Stored data:
++++++
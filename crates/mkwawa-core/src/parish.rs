//! The `Parish` service: every operation of the parish data model,
//! implemented once over a [`ParishStore`] and a set of [`Collaborators`].
//!
//! The store owns atomicity and the cross-row invariants. This layer adds
//! form validation, defaults that depend on the clock, file uploads and the
//! side effects that must never abort a write (SMS, elevation lookups,
//! removing stale files).

use chrono::{Datelike, NaiveDate, Utc};
use tracing::{info, warn};
use uuid::Uuid;

use crate::{
  Error, Result,
  asset::{self, AssetForm, AssetMedia, AssetQuery, ChurchAsset},
  collab::{Collaborators, ElevationService, FileStorage, SmsError, SmsGateway, Upload},
  finance::{
    self, CategoryForm, DonationItemFund, DonationItemFundForm, ExpenseCategory,
    Expenditure, ExpenditureForm, FacilityRenting, FacilityRentingForm,
    LedgerQuery, Month, Offering, OfferingCategory, OfferingForm, Pledge,
    PledgeForm, SpecialContribution, SpecialContributionForm,
  },
  humanize,
  leader::{LeaderForm, LeaderQuery, LeaderView},
  member::{
    self, ChurchMember, MemberAttachment, MemberForm, MemberProfile, MemberQuery,
    MemberStatus,
  },
  notification::{
    self, Dispatch, DispatchReport, NewSentSms, Notification, NotificationQuery,
    SentSms, SmsStatus,
  },
  report::{GeneralReport, ParishSummary, ReportPeriod},
  sacrament::{
    self, Marriage, MarriageEntry, MarriageParties, NewMarriage, Revocation, Sacrament,
  },
  settings::{
    self, Cell, CellForm, ChurchLocation, NewChurchLocation, NewYear, OutStation,
    OutStationForm, Year,
  },
  store::ParishStore,
  validate,
};

/// Convert a backend error into [`Error`].
trait ErrInto<T> {
  fn err_into(self) -> Result<T>;
}

impl<T, E: Into<Error>> ErrInto<T> for std::result::Result<T, E> {
  fn err_into(self) -> Result<T> { self.map_err(Into::into) }
}

pub struct Parish<S, C> {
  store:               S,
  collab:              C,
  account_request_url: String,
}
++++++
— What this task involves —
For every line of the records that has the word "self" in it, make a copy.

— Solution for this task —
  asset::{self, AssetForm, AssetMedia, AssetQuery, ChurchAsset},
    self, CategoryForm, DonationItemFund, DonationItemFundForm, ExpenseCategory,
    self, ChurchMember, MemberAttachment, MemberForm, MemberProfile, MemberQuery,
    self, Dispatch, DispatchReport, NewSentSms, Notification, NotificationQuery,
    self, Marriage, MarriageEntry, MarriageParties, NewMarriage, Revocation, Sacrament,
    self, Cell, CellForm, ChurchLocation, NewChurchLocation, NewYear, OutStation,
  fn err_into(self) -> Result<T>;
  fn err_into(self) -> Result<T> { self.map_err(Into::into) }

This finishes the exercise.